August 13, 2004—National and state governments are rapidly joining the private sector in outsourcing key human resources and other functions, according to a Conference Board report released recently.
The report, sponsored by Accenture HR Services, finds the outsourcing movement is taking hold in governments and government agencies, showing how countries such as the United Kingdom and Australia moved early into outsourcing. The three major drivers: cost savings, reducing capital spending, and transforming fixed costs into variable ones.
But the study notes that governments must carefully weigh negative consequences, such as job losses, skills transfers, unemployment costs and the disruption of local services against the promised benefits.
“Through technology tools and processes that most public-sector organizations could not afford to build internally, outsourcing can provide much improved and more convenient services for employees,” says Ton Heijmen, Senior Advisor to The Conference Board on Outsourcing/ Offshoring. “This is a particular concern for public-sector organizations, which generally cannot compete with the private sector’s pay packages to attract and retain talent.”
But convenience and cost reduction are not the only attractions offered to public organizations by HR outsourcing. Outsourcing can enable public sector organizations to centralize often complicated and fragmented processes throughout their organization, helping their HR departments keep talented workers and improve service to U.S. citizens.
Some 10 to 15 states are now said to be considering HR outsourcing. The government trailblazers include the U.S. Transportation Security Administration, the State of Florida, Detroit Public Schools and the Texas Health and Human Services Commission.
Says Heijmen: “States considering outsourcing should be developing a business case for this move. It’s clear that more organizations are considering the wholesale outsourcing of integrated functions, including human resources.”
The study, based on in-depth interviews and case studies, identified three forces that are converging to fuel the HR outsourcing movement in U.S. government. First, IT systems are reaching the end of their life span. Legacy computer systems, which are 25 years old, need to be replaced. With growing deficits and a reluctance to increase taxes, many states are looking at capital outlays of $80 million to $100 million to replace these systems.
Financing technology upgrades is too costly for many government organizations, given the rapid rate of technological change and persistent cost-reduction pressures.
Second, the economic downturn that struck the nation in the late ’90s has created severe budget shortfalls throughout the government sector, particularly in state governments. Rising deficits threaten government’s ability to perform key services. Also, more government employees want to run their organizations by management principles of efficiency, optimum customer service, and performance measurement that have been long embraced by the private sector.
A number of government agencies in the UK, Europe, and Australia were early examples of public sector outsourcing of all or parts of the HR function a trend now growing in the U.S.
HR historically has lacked organizational stature in both the private and public sectors. This has only recently begun to change as organizations slowly recognize the strategic value of human capital and other intangible assets in today’s largely service-based economy.
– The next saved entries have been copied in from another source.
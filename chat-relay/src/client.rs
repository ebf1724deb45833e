use std::{
    net::{Ipv4Addr, SocketAddr},
    sync::Arc,
    time::Duration,
};

use anyhow::Result;
use tokio::{
    io::{self, AsyncBufRead, AsyncBufReadExt, AsyncWrite, AsyncWriteExt, BufReader},
    net::{
        TcpStream, UdpSocket,
        tcp::{OwnedReadHalf, OwnedWriteHalf},
    },
    select,
    sync::{Mutex, watch},
};
use tracing::{debug, info, warn};

use crate::{
    announce::deliver,
    cli::ClientArgs,
    directory::Roster,
    error::ClientError,
    wire::{ControlMessage, EventMessage, Member, read_frame, read_line, write_control},
};

/// Largest payload a single UDP datagram can carry.
const MAX_DATAGRAM: usize = 65_535;

/// Pause after a receive error that is not a stray ICMP report.
const RECV_BACKOFF: Duration = Duration::from_millis(200);

type SharedOutput<O> = Arc<Mutex<O>>;

pub async fn run(args: ClientArgs) -> Result<()> {
    let session = Session::connect(&args.name, args.server, args.advertise_ip).await?;
    session
        .run(BufReader::new(io::stdin()), io::stdout())
        .await
}

/// One participant's connection to the chat: its identity, the control
/// connection to the registry, its datagram socket and its mirror of the
/// other members.
pub struct Session {
    screen_name: String,
    control_reader: BufReader<OwnedReadHalf>,
    control_writer: OwnedWriteHalf,
    socket: Arc<UdpSocket>,
    udp_port: u16,
    peers: watch::Sender<Roster>,
}

impl Session {
    /// Binds the datagram socket, connects to the registry and completes the
    /// handshake. A taken name comes back as [`ClientError::NameConflict`].
    pub async fn connect(
        screen_name: &str,
        server: SocketAddr,
        advertise_ip: Ipv4Addr,
    ) -> Result<Self, ClientError> {
        let socket = UdpSocket::bind((advertise_ip, 0)).await?;
        let udp_port = socket.local_addr()?.port();

        let stream = TcpStream::connect(server).await?;
        let (reader, mut control_writer) = stream.into_split();
        let mut control_reader = BufReader::new(reader);
        debug!(%server, udp_port, "connected to registry");

        let me = Member::new(screen_name, advertise_ip.to_string(), udp_port);
        let peers = handshake(&mut control_reader, &mut control_writer, &me).await?;
        info!(name = screen_name, peers = peers.len(), "handshake accepted");

        let (peers, _) = watch::channel(peers);
        Ok(Self {
            screen_name: screen_name.to_string(),
            control_reader,
            control_writer,
            socket: Arc::new(socket),
            udp_port,
            peers,
        })
    }

    pub fn screen_name(&self) -> &str {
        &self.screen_name
    }

    pub fn udp_port(&self) -> u16 {
        self.udp_port
    }

    pub fn peers(&self) -> Roster {
        self.peers.borrow().clone()
    }

    /// Watches the peer mirror; stays valid after [`Session::run`] consumes
    /// the session.
    pub fn subscribe_peers(&self) -> watch::Receiver<Roster> {
        self.peers.subscribe()
    }

    /// Runs the receive loop in a background task and the send loop on the
    /// current one until the user quits or the registry goes away.
    pub async fn run<I, O>(self, input: I, output: O) -> Result<()>
    where
        I: AsyncBufRead + Unpin,
        O: AsyncWrite + Unpin + Send + 'static,
    {
        let Session {
            screen_name,
            mut control_reader,
            mut control_writer,
            socket,
            peers,
            ..
        } = self;
        let output = Arc::new(Mutex::new(output));

        emit(&output, &format!("*** connected as {screen_name}")).await?;
        let online = online_summary(&peers.borrow());
        if let Some(online) = online {
            emit(&output, &online).await?;
        }

        let outbox = peers.subscribe();
        let receiver = tokio::spawn(receive_loop(
            Arc::clone(&socket),
            screen_name.clone(),
            peers,
            Arc::clone(&output),
        ));

        let sender = SendLoop {
            screen_name: &screen_name,
            socket: &socket,
            peers: outbox,
        };
        let result = match sender.run(input, &mut control_reader).await {
            Ok(SendLoopExit::Quit) => leave(&mut control_writer, &output).await,
            Ok(SendLoopExit::ServerClosed) => {
                emit(&output, "*** server closed the connection")
                    .await
                    .map_err(anyhow::Error::from)
            }
            Err(err) => Err(err),
        };

        receiver.abort();
        let _ = receiver.await;
        result
    }
}

/// Sends HELO and waits for the registry's verdict. On acceptance returns
/// the current members, minus ourselves.
pub async fn handshake<R, W>(
    reader: &mut R,
    writer: &mut W,
    me: &Member,
) -> Result<Roster, ClientError>
where
    R: AsyncBufRead + Unpin,
    W: AsyncWrite + Unpin,
{
    write_control(writer, &ControlMessage::Helo(me.clone())).await?;
    let line = read_line(reader)
        .await?
        .ok_or(ClientError::ConnectionClosed)?;

    match ControlMessage::decode(&line)? {
        ControlMessage::Acpt(records) => Ok(records
            .into_iter()
            .filter(|member| member.name != me.name)
            .map(|member| (member.name.clone(), member))
            .collect()),
        ControlMessage::Rjct { name } => Err(ClientError::NameConflict(name)),
        other => Err(ClientError::UnexpectedReply(other.to_string())),
    }
}

fn online_summary(peers: &Roster) -> Option<String> {
    if peers.is_empty() {
        return None;
    }
    let mut names: Vec<&str> = peers.keys().map(String::as_str).collect();
    names.sort_unstable();
    Some(format!("*** currently online: {}", names.join(", ")))
}

enum SendLoopExit {
    Quit,
    ServerClosed,
}

/// Reads user lines and fans each one out to the current peer snapshot.
struct SendLoop<'a> {
    screen_name: &'a str,
    socket: &'a UdpSocket,
    peers: watch::Receiver<Roster>,
}

impl SendLoop<'_> {
    async fn run<I, R>(&self, mut input: I, control: &mut R) -> Result<SendLoopExit>
    where
        I: AsyncBufRead + Unpin,
        R: AsyncBufRead + Unpin,
    {
        // Both reads may lose the race to another branch mid-line; the bytes
        // read so far stay in these buffers for the next pass.
        let mut typed = Vec::new();
        let mut control_frame = Vec::new();
        loop {
            select! {
                bytes_read = input.read_until(b'\n', &mut typed) => {
                    let keep_going = self.handle_input(bytes_read, &typed).await?;
                    typed.clear();
                    if !keep_going {
                        return Ok(SendLoopExit::Quit);
                    }
                }
                control_message = read_frame(control, &mut control_frame) => {
                    if !handle_control_message(control_message) {
                        return Ok(SendLoopExit::ServerClosed);
                    }
                }
                ctrl_c = tokio::signal::ctrl_c() => {
                    if let Err(error) = ctrl_c {
                        warn!(?error, "ctrl-c handler failed");
                    }
                    return Ok(SendLoopExit::Quit);
                }
            }
        }
    }

    async fn handle_input(&self, bytes_read: io::Result<usize>, input: &[u8]) -> Result<bool> {
        if bytes_read? == 0 && input.is_empty() {
            return Ok(false);
        }

        let input = String::from_utf8_lossy(input);
        let text = input.trim_end_matches(['\r', '\n']);
        if text.trim().is_empty() {
            return Ok(true);
        }
        if text.eq_ignore_ascii_case("/quit") {
            return Ok(false);
        }

        self.broadcast_chat(text).await;
        Ok(true)
    }

    async fn broadcast_chat(&self, text: &str) {
        let recipients = self.peers.borrow().clone();
        let message = EventMessage::Mesg {
            sender: self.screen_name.to_string(),
            text: text.to_string(),
        };

        let report = deliver(self.socket, message.encode().as_bytes(), recipients.values()).await;
        for (name, error) in &report.failures {
            warn!(peer = %name, error = %error, "failed to send chat message");
        }
    }
}

/// The registry sends nothing after ACPT, so any readable outcome other
/// than an unexpected line means the control connection is gone.
fn handle_control_message(message: io::Result<Option<String>>) -> bool {
    match message {
        Ok(Some(line)) => {
            warn!(line, "ignoring unexpected control message");
            true
        }
        Ok(None) => false,
        Err(error) => {
            debug!(?error, "control connection failed");
            false
        }
    }
}

async fn leave<W, O>(control: &mut W, output: &SharedOutput<O>) -> Result<()>
where
    W: AsyncWrite + Unpin,
    O: AsyncWrite + Unpin,
{
    emit(output, "*** leaving chat").await?;
    if let Err(error) = write_control(control, &ControlMessage::Exit).await {
        warn!(?error, "failed to send EXIT to registry");
    }
    if let Err(error) = control.shutdown().await {
        warn!(?error, "failed to shutdown control connection cleanly");
    }
    Ok(())
}

async fn receive_loop<O>(
    socket: Arc<UdpSocket>,
    screen_name: String,
    peers: watch::Sender<Roster>,
    output: SharedOutput<O>,
) where
    O: AsyncWrite + Unpin,
{
    let mut buf = vec![0u8; MAX_DATAGRAM];
    loop {
        let (len, from) = match socket.recv_from(&mut buf).await {
            Ok(received) => received,
            Err(error) => {
                match receive_backoff(&error) {
                    Some(pause) => {
                        warn!(?error, "failed to receive datagram");
                        tokio::time::sleep(pause).await;
                    }
                    None => debug!(?error, "ignoring transient receive error"),
                }
                continue;
            }
        };

        let event = match EventMessage::from_datagram(&buf[..len]) {
            Ok(event) => event,
            Err(error) => {
                warn!(%from, %error, "dropping undecodable datagram");
                continue;
            }
        };

        if let Some(notice) = apply_event(&screen_name, &peers, event) {
            if let Err(error) = emit(&output, &notice).await {
                debug!(?error, "output closed; stopping receive loop");
                return;
            }
        }
    }
}

/// How long to wait before receiving again after `error`. Reports of an
/// unreachable peer surface on some platforms as reset/refused errors and do
/// not affect the socket itself.
fn receive_backoff(error: &io::Error) -> Option<Duration> {
    match error.kind() {
        io::ErrorKind::ConnectionReset
        | io::ErrorKind::ConnectionRefused
        | io::ErrorKind::Interrupted
        | io::ErrorKind::WouldBlock => None,
        _ => Some(RECV_BACKOFF),
    }
}

/// Updates the peer mirror for one event and returns the line to show the
/// user, if any. Repeated JOIN/EXIT events for the same state are silent.
fn apply_event(
    screen_name: &str,
    peers: &watch::Sender<Roster>,
    event: EventMessage,
) -> Option<String> {
    match event {
        EventMessage::Mesg { sender, text } => Some(format!("{sender}: {text}")),
        EventMessage::Join(member) if member.name == screen_name => {
            Some(format!("*** joined the chat as {screen_name}"))
        }
        EventMessage::Join(member) => {
            let notice = format!("*** {} joined the chat", member.name);
            let added = peers.send_if_modified(|peers| {
                let previous = peers.insert(member.name.clone(), member.clone());
                previous.as_ref() != Some(&member)
            });
            added.then_some(notice)
        }
        EventMessage::Exit { name } => {
            let removed = peers.send_if_modified(|peers| peers.remove(&name).is_some());
            removed.then(|| format!("*** {name} left the chat"))
        }
    }
}

async fn emit<O>(output: &SharedOutput<O>, line: &str) -> io::Result<()>
where
    O: AsyncWrite + Unpin,
{
    let mut output = output.lock().await;
    output.write_all(line.as_bytes()).await?;
    output.write_all(b"\n").await?;
    output.flush().await
}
The Office of Personnel Management, the federal government’s HR agency, is also weighing the merits of outsourcing HR. In the U.S., the trend is likely to center on the federal and state level, since scale is necessary for organizations to realize outsourcing’s full benefits and justify its costs.
Despite political sensitivities and union resistance, many in the industry see no abatement of interest from public-sector organizations. As one study participant observed: “HR outsourcing in government is ready to explode.”
With some government workforces more than 90 percent unionized, an organization can easily have 10 different benefit packages, the terms of which must all be accurately reflected in employee databases.